SAN FRANCISCO - US President Barack Obama voiced confidence Friday that a “shocked and heartbroken” nation would eventually tighten permissive gun laws, striking a more strident tone after the deadly Charleston shooting.
Obama told US mayors in San Francisco that change would come one day, as he took on detractors who accused him of politicizing the deaths of nine black worshippers in South Carolina. Describing gun crime as a crisis that “tears at the fabric of a community” and “costs this country dearly,” Obama said: “More than 11,000 Americans were killed by gun violence in 2013 alone. 11,000.”
He accused Congress of failing to act after a mass shooting in Newtown, Connecticut, in 2012 which killed 26 people, including 20 children, at Sandy Hook elementary school. “We wouldn’t have prevented every act of violence or even most,” Obama said.

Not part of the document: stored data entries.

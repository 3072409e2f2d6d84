//! Mapsel - rule based selection over a rhythm game beatmap library
//!
//! This library loads a library of beatmap sets from an embedded store,
//! narrows it with short text filters (`stars 6`, `!status graveyard`,
//! `collection Favorites`) and writes the result out, including into the
//! game's binary collection database.

use thiserror::Error;

pub mod cli;
pub mod commands;
pub mod config;
pub mod export;
pub mod filters;
pub mod groupdb;
pub mod library;
pub mod output;
pub mod presets;
pub mod selection;
pub mod session;
pub mod store;

#[cfg(test)]
pub mod testing;

/// Error enum, contains all failure states of the program
#[derive(Debug, Error)]
pub enum MapselError {
    /// Record store error
    #[error("Library error: {0}")]
    Store(#[from] store::StoreError),
    /// A filter command was rejected
    #[error("Filter error: {0}")]
    Filter(#[from] filters::FilterError),
    /// Selection override error
    #[error("Selection error: {0}")]
    Selection(#[from] selection::SelectionError),
    /// Group database could not be read or written
    #[error(transparent)]
    GroupDb(#[from] groupdb::GroupDbError),
    /// Preset error
    #[error("Preset error: {0}")]
    Preset(#[from] presets::PresetError),
    /// Export error
    #[error("Export error: {0}")]
    Export(#[from] export::ExportError),
    /// Represents a configuration error
    #[error("Configuration error: {0}")]
    Config(#[from] ::config::ConfigError),
    /// Represents an I/O error
    #[error("I/O error: {0}")]
    Io(#[from] std::io::Error),
    /// Invalid input error
    #[error("Invalid input: {0}")]
    InvalidInput(String),
}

“We don’t know if it (gun reform) would have prevented what happened in Charleston. No reform can guarantee elimination of violence, but we might still have some more Americans with us. “We might have stopped one shooter, some families might still be whole. You all might have to attend fewer funerals.”
In the immediate aftermath of the Charleston shooting Obama had voiced resignation that change would not come in the autumn of his eight-year term in office. On Friday he sounded more resolute and called for an honest debate. “At the very least we should be able to talk about this issue as citizens. Without demonizing all gun owners who are overwhelmingly law abiding, but also without suggesting that any debate about this involves a wild-eyed plot to take everybody’s guns away,” he said. “I’m not resigned. I have faith we will eventually do the right thing,” he said. “We have the capacity to change, but we have to feel a sense of urgency about it.” Moreover, Barack Obama will in late July become the first sitting American leader to visit Ethiopia and the headquarters of the African Union, the White House said Friday.
Obama’s trip to Addis Ababa will come directly after an already announced trip to Kenya, his first as president to his father’s homeland, press secretary Josh Earnest announced. Obama will meet both the Ethiopian government and AU leaders, for talks on how to “accelerate economic growth, strengthen democratic institutions and improve security.”
The election of the United States’ first black president — and the first with an African parent — raised high hopes on the continent, but Obama has been a cautious friend. In August last year, the White House hosted a huge Washington summit of African leaders and the upcoming July trip is intended to build on progress towards closer economic ties.
A presidential visit to Kenya had been put on ice while President Uhuru Kenyatta faced charges of crimes against humanity for his role in 2007-2008 post-election violence. The International Criminal Court has since suspended that prosecution, citing a lack of evidence and Kenya’s failure to cooperate. Human rights groups have questioned the visit to Kenya, but are also asking why Obama is visiting Ethiopia so soon after a contested election. Africa’s second most populous nation held a vote in May that was described by many independent observers as flawed. The governing party, which has ruled for over two decades, won a landslide, amid opposition allegations of intimidation and vote rigging.
“The decision by President Obama to travel to Ethiopia, which has seen three opposition party members murdered this week alone, is very troubling,” Jeffrey Smith of the Robert F. Kennedy Center for Justice & Human Rights told AFP.
Smith said the timing, and the symbolism of Obama’s trip, would “further solidify the image that America stands behind Africa’s autocrats.” The White House stressed that it frequently addresses issues of democracy and political rights with countries in the region.
“We regularly, both in public and in private, communicate our concerns about some of the issues,” White House spokesman Eric Schultz said. “I don’t think that is going to stop because of this visit.” Ethiopia and Kenya have both been on the frontline of the fight against Somalia’s Al-Qaeda-allied militia Shebab, and have been important security partners to Washington. Shebab units have been hunted by African Union troops and US drones inside Somalia — but have outflanked the Kenyan contingent in Somalia to mount a string of gruesome cross-border raids. In April last year the group attacked a university in Garissa, Kenya killing 148 people — most of them students.